There is, however, a longstanding US effort to use specific facets of Muslim theology as weapons. This is part of a larger context that includes the European colonialism that preceded it and the American coups and wars that have sown chaos and sectarianism and undermined the self-determination of people in the region.
Milne offers a familiar take: the West inflicts enormous violence on people in the Middle East, and — as Ward Churchill once put it — “some people push back.” This is true. Many of those who’ve carried out attacks in Western capitals in the name of Islam — from Dzhokhar Tsarnaev to Faisal Shahzad, the would-be Times Square bomber — cite the West’s violence as their motive. Their explanations jibe not only with common sense but with the research of University of Chicago political scientist Robert Pape, who found that by far the most significant cause of suicide bombing across the world is foreign occupation.

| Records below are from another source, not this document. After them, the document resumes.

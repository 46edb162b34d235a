use eframe::egui::{RichText, Ui};
use egui_plot::{Bar, BarChart, Plot};

use crate::color::Gradient;
use crate::data::model::{AggregationResult, Ranking};

// ---------------------------------------------------------------------------
// Ranked bar charts (central panel)
// ---------------------------------------------------------------------------

const BAR_HEIGHT: f32 = 26.0;
const MIN_CHART_HEIGHT: f32 = 120.0;

/// All four rankings, two per row.
pub fn ranking_charts(ui: &mut Ui, result: &AggregationResult) {
    ui.columns(2, |cols| {
        ranking_chart(
            &mut cols[0],
            "Sales by Category",
            "Sales",
            &result.sales_by_category,
            Gradient::Viridis,
        );
        ranking_chart(
            &mut cols[1],
            "Profit by Region",
            "Profit",
            &result.profit_by_region,
            Gradient::Magma,
        );
    });
    ui.add_space(12.0);
    ui.columns(2, |cols| {
        ranking_chart(
            &mut cols[0],
            "Top 10 Products by Profit",
            "Profit",
            &result.top10_profit_by_product,
            Gradient::Coolwarm,
        );
        ranking_chart(
            &mut cols[1],
            "Sales Distribution by State",
            "Sales",
            &result.sales_by_state,
            Gradient::Plasma,
        );
    });
}

/// Horizontal bar chart of one ranking; the first entry is drawn at the top.
pub fn ranking_chart(ui: &mut Ui, title: &str, value_label: &str, ranking: &Ranking, gradient: Gradient) {
    ui.label(RichText::new(title).strong());

    if ranking.is_empty() {
        ui.weak("No rows match the current filters.");
        return;
    }

    let n = ranking.len();
    let colors = gradient.colors(n);
    let bars: Vec<Bar> = ranking
        .iter()
        .zip(colors)
        .enumerate()
        .map(|(i, (entry, color))| {
            Bar::new(bar_position(i, n), entry.value)
                .name(&entry.key)
                .fill(color)
                .width(0.7)
        })
        .collect();

    // Axis labels are looked up by bar position.
    let labels: Vec<String> = (0..n).map(|pos| ranking[n - 1 - pos].key.clone()).collect();

    Plot::new(title)
        .height((n as f32 * BAR_HEIGHT).max(MIN_CHART_HEIGHT))
        .x_axis_label(value_label)
        .include_x(0.0)
        .allow_drag(false)
        .allow_scroll(false)
        .allow_zoom(false)
        .allow_boxed_zoom(false)
        .show_grid([true, false])
        .y_axis_formatter(move |mark, _range| axis_label(&labels, mark.value))
        .show(ui, |plot_ui| {
            plot_ui.bar_chart(BarChart::new(bars).horizontal());
        });
}

/// Plot position of the `index`-th entry of an `n`-entry ranking.
fn bar_position(index: usize, n: usize) -> f64 {
    (n - 1 - index) as f64
}

fn axis_label(labels: &[String], value: f64) -> String {
    let rounded = value.round();
    if (value - rounded).abs() > 1e-6 || rounded < 0.0 {
        return String::new();
    }
    labels.get(rounded as usize).cloned().unwrap_or_default()
}

#[cfg(test)]
mod tests {
    use super::*;

    #[test]
    fn test_first_entry_is_topmost() {
        assert_eq!(bar_position(0, 4), 3.0);
        assert_eq!(bar_position(3, 4), 0.0);
    }

    #[test]
    fn test_axis_label_only_on_bar_positions() {
        let labels = vec!["low".to_string(), "high".to_string()];
        assert_eq!(axis_label(&labels, 1.0), "high");
        assert_eq!(axis_label(&labels, 0.0), "low");
        assert_eq!(axis_label(&labels, 0.5), "");
        assert_eq!(axis_label(&labels, -1.0), "");
        assert_eq!(axis_label(&labels, 7.0), "");
    }
}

Furthermore, only a tiny fraction of Muslims have joined right-wing jihadist groups. Attempting to bolster his claim that Islam is inherently violent, Bill Maher cites (selective) stats showing many Muslims hold retrograde views on women and gays, but this is a non-sequitur. Holding such views almost never translates into al-Qaeda–ISIS membership.
In his book The Missing Martyrs: Why There Are So Few Muslim Terrorists, Charles Kurzman reports that “well over 99 percent” have rejected the call. Despite the West’s routine killing of civilians, the vast majority of Muslims oppose retaliatory attacks on civilians, and even most of those who approve of the tactic are loath to sign on with a movement that kills mostly Muslims.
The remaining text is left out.